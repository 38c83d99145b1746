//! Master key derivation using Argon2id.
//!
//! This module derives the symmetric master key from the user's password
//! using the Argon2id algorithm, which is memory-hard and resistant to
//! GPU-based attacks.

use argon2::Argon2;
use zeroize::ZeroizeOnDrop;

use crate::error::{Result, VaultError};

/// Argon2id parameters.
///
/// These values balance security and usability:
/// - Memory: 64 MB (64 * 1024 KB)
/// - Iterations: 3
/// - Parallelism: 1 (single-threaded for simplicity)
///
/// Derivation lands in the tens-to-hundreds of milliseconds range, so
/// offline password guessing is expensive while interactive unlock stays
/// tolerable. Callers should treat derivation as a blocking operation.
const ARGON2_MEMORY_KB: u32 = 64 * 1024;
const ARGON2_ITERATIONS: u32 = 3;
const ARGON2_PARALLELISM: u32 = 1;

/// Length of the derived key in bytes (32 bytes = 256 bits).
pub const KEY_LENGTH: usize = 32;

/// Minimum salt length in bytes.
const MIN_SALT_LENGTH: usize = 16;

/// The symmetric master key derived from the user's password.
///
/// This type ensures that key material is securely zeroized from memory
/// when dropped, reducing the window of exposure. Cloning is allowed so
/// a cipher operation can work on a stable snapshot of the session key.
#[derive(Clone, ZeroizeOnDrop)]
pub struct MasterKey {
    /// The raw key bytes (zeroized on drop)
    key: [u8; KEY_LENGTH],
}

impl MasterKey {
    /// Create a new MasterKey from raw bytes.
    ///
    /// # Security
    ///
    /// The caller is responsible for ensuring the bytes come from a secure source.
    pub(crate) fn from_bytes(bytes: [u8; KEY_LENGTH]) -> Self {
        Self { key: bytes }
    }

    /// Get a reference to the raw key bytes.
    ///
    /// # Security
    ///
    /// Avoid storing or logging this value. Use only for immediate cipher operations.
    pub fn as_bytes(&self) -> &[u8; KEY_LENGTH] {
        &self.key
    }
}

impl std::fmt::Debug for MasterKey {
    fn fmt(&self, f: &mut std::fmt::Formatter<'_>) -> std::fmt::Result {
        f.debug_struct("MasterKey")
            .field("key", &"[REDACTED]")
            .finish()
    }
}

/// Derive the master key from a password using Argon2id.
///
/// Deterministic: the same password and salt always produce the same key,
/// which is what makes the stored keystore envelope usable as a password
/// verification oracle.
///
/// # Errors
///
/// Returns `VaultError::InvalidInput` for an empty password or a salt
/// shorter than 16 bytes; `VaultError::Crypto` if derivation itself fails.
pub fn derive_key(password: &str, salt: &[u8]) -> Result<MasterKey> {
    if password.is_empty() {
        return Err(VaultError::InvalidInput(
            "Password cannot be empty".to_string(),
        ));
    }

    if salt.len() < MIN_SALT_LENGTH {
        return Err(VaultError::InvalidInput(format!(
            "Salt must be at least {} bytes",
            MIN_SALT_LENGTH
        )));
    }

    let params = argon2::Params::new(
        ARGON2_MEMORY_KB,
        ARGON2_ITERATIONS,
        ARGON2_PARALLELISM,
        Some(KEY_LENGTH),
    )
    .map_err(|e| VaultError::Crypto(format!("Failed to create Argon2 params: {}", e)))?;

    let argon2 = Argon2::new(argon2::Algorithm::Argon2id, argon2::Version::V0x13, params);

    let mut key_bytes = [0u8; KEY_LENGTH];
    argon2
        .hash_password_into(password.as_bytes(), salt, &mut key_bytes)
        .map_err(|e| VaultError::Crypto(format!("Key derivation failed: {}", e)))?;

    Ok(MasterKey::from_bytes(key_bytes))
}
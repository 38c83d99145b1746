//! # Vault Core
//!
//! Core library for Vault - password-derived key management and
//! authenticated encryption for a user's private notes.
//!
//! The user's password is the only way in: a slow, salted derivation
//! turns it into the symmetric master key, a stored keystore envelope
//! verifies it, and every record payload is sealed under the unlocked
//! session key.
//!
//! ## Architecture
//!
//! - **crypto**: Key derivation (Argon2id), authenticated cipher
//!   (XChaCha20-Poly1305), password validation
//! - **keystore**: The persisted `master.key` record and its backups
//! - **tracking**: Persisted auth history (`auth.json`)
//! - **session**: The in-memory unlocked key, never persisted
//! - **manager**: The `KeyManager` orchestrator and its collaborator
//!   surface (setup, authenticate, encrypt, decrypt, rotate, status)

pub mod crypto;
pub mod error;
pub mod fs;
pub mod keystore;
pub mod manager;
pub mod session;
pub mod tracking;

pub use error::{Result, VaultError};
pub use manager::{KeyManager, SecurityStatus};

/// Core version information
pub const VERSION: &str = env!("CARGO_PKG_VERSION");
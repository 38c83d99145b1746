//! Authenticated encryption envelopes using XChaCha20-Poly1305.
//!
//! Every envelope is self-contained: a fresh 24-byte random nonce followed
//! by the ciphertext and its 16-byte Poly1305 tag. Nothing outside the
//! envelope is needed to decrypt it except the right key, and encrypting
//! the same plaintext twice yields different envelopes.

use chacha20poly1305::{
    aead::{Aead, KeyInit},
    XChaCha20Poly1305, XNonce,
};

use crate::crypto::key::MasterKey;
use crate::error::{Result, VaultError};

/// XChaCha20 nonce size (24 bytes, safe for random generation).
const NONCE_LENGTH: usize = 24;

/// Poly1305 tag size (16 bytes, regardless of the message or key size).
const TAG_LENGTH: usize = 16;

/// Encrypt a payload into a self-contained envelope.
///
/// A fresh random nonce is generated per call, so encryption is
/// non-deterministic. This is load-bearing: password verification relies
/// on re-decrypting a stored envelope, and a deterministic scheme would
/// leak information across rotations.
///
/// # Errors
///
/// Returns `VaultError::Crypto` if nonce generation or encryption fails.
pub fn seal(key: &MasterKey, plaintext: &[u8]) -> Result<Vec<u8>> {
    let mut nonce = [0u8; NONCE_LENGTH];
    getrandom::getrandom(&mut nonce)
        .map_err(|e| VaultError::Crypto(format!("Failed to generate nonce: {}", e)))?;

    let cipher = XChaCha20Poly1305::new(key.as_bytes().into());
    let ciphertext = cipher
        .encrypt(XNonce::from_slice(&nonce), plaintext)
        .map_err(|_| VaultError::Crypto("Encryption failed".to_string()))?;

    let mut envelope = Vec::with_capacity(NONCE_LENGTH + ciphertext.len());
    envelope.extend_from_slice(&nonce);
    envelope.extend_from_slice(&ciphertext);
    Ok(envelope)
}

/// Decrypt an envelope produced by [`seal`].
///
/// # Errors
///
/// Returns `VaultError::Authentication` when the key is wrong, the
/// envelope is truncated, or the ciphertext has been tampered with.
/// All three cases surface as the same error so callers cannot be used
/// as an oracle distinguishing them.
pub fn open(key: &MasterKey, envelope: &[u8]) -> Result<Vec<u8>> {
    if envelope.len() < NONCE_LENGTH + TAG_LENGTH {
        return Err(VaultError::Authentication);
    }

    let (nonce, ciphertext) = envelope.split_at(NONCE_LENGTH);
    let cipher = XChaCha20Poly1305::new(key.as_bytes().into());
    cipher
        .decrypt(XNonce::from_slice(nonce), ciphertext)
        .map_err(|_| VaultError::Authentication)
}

------------

-- PROBLEM --
In full and without error, transcribe each of the entries.

-- SOLUTION TO THIS PROBLEM --
repository 38c83d99145b1746
//! Master key derivation using Argon2id.
//!
//! This module derives the symmetric master key from the user's password
//! using the Argon2id algorithm, which is memory-hard and resistant to
//! GPU-based attacks.

use argon2::Argon2;
use zeroize::ZeroizeOnDrop;

use crate::error::{Result, VaultError};

/// Argon2id parameters.
///
/// These values balance security and usability:
/// - Memory: 64 MB (64 * 1024 KB)
/// - Iterations: 3
/// - Parallelism: 1 (single-threaded for simplicity)
///
/// Derivation lands in the tens-to-hundreds of milliseconds range, so
/// offline password guessing is expensive while interactive unlock stays
/// tolerable. Callers should treat derivation as a blocking operation.
const ARGON2_MEMORY_KB: u32 = 64 * 1024;
const ARGON2_ITERATIONS: u32 = 3;
const ARGON2_PARALLELISM: u32 = 1;

/// Length of the derived key in bytes (32 bytes = 256 bits).
pub const KEY_LENGTH: usize = 32;

/// Minimum salt length in bytes.
const MIN_SALT_LENGTH: usize = 16;

/// The symmetric master key derived from the user's password.
///
/// This type ensures that key material is securely zeroized from memory
/// when dropped, reducing the window of exposure. Cloning is allowed so
/// a cipher operation can work on a stable snapshot of the session key.
#[derive(Clone, ZeroizeOnDrop)]
pub struct MasterKey {
    /// The raw key bytes (zeroized on drop)
    key: [u8; KEY_LENGTH],
}

impl MasterKey {
    /// Create a new MasterKey from raw bytes.
    ///
    /// # Security
    ///
    /// The caller is responsible for ensuring the bytes come from a secure source.
    pub(crate) fn from_bytes(bytes: [u8; KEY_LENGTH]) -> Self {
        Self { key: bytes }
    }

    /// Get a reference to the raw key bytes.
    ///
    /// # Security
    ///
    /// Avoid storing or logging this value. Use only for immediate cipher operations.
    pub fn as_bytes(&self) -> &[u8; KEY_LENGTH] {
        &self.key
    }
}

impl std::fmt::Debug for MasterKey {
    fn fmt(&self, f: &mut std::fmt::Formatter<'_>) -> std::fmt::Result {
        f.debug_struct("MasterKey")
            .field("key", &"[REDACTED]")
            .finish()
    }
}

/// Derive the master key from a password using Argon2id.
///
/// Deterministic: the same password and salt always produce the same key,
/// which is what makes the stored keystore envelope usable as a password
/// verification oracle.
///
/// # Errors
///
/// Returns `VaultError::InvalidInput` for an empty password or a salt
/// shorter than 16 bytes; `VaultError::Crypto` if derivation itself fails.
pub fn derive_key(password: &str, salt: &[u8]) -> Result<MasterKey> {
    if password.is_empty() {
        return Err(VaultError::InvalidInput(
            "Password cannot be empty".to_string(),
        ));
    }

    if salt.len() < MIN_SALT_LENGTH {
        return Err(VaultError::InvalidInput(format!(
            "Salt must be at least {} bytes",
            MIN_SALT_LENGTH
        )));
    }

    let params = argon2::Params::new(
        ARGON2_MEMORY_KB,
        ARGON2_ITERATIONS,
        ARGON2_PARALLELISM,
        Some(KEY_LENGTH),
    )
    .map_err(|e| VaultError::Crypto(format!("Failed to create Argon2 params: {}", e)))?;

    let argon2 = Argon2::new(argon2::Algorithm::Argon2id, argon2::Version::V0x13, params);

    let mut key_bytes = [0u8; KEY_LENGTH];
    argon2
        .hash_password_into(password.as_bytes(), salt, &mut key_bytes)
        .map_err(|e| VaultError::Crypto(format!("Key derivation failed: {}", e)))?;

    Ok(MasterKey::from_bytes(key_bytes))
}
repository 38c83d99145b1746
//! # Vault Core
//!
//! Core library for Vault - password-derived key management and
//! authenticated encryption for a user's private notes.
//!
//! The user's password is the only way in: a slow, salted derivation
//! turns it into the symmetric master key, a stored keystore envelope
//! verifies it, and every record payload is sealed under the unlocked
//! session key.
//!
//! ## Architecture
//!
//! - **crypto**: Key derivation (Argon2id), authenticated cipher
//!   (XChaCha20-Poly1305), password validation
//! - **keystore**: The persisted `master.key` record and its backups
//! - **tracking**: Persisted auth history (`auth.json`)
//! - **session**: The in-memory unlocked key, never persisted
//! - **manager**: The `KeyManager` orchestrator and its collaborator
//!   surface (setup, authenticate, encrypt, decrypt, rotate, status)

pub mod crypto;
pub mod error;
pub mod fs;
pub mod keystore;
pub mod manager;
pub mod session;
pub mod tracking;

pub use error::{Result, VaultError};
pub use manager::{KeyManager, SecurityStatus};

/// Core version information
pub const VERSION: &str = env!("CARGO_PKG_VERSION");
repository 38c83d99145b1746
//! Authenticated encryption envelopes using XChaCha20-Poly1305.
//!
//! Every envelope is self-contained: a fresh 24-byte random nonce followed
//! by the ciphertext and its 16-byte Poly1305 tag. Nothing outside the
//! envelope is needed to decrypt it except the right key, and encrypting
//! the same plaintext twice yields different envelopes.

use chacha20poly1305::{
    aead::{Aead, KeyInit},
    XChaCha20Poly1305, XNonce,
};

use crate::crypto::key::MasterKey;
use crate::error::{Result, VaultError};

/// XChaCha20 nonce size (24 bytes, safe for random generation).
const NONCE_LENGTH: usize = 24;

/// Poly1305 tag size (16 bytes, regardless of the message or key size).
const TAG_LENGTH: usize = 16;

/// Encrypt a payload into a self-contained envelope.
///
/// A fresh random nonce is generated per call, so encryption is
/// non-deterministic. This is load-bearing: password verification relies
/// on re-decrypting a stored envelope, and a deterministic scheme would
/// leak information across rotations.
///
/// # Errors
///
/// Returns `VaultError::Crypto` if nonce generation or encryption fails.
pub fn seal(key: &MasterKey, plaintext: &[u8]) -> Result<Vec<u8>> {
    let mut nonce = [0u8; NONCE_LENGTH];
    getrandom::getrandom(&mut nonce)
        .map_err(|e| VaultError::Crypto(format!("Failed to generate nonce: {}", e)))?;

    let cipher = XChaCha20Poly1305::new(key.as_bytes().into());
    let ciphertext = cipher
        .encrypt(XNonce::from_slice(&nonce), plaintext)
        .map_err(|_| VaultError::Crypto("Encryption failed".to_string()))?;

    let mut envelope = Vec::with_capacity(NONCE_LENGTH + ciphertext.len());
    envelope.extend_from_slice(&nonce);
    envelope.extend_from_slice(&ciphertext);
    Ok(envelope)
}

/// Decrypt an envelope produced by [`seal`].
///
/// # Errors
///
/// Returns `VaultError::Authentication` when the key is wrong, the
/// envelope is truncated, or the ciphertext has been tampered with.
/// All three cases surface as the same error so callers cannot be used
/// as an oracle distinguishing them.
pub fn open(key: &MasterKey, envelope: &[u8]) -> Result<Vec<u8>> {
    if envelope.len() < NONCE_LENGTH + TAG_LENGTH {
        return Err(VaultError::Authentication);
    }

    let (nonce, ciphertext) = envelope.split_at(NONCE_LENGTH);
    let cipher = XChaCha20Poly1305::new(key.as_bytes().into());
    cipher
        .decrypt(XNonce::from_slice(nonce), ciphertext)
        .map_err(|_| VaultError::Authentication)
}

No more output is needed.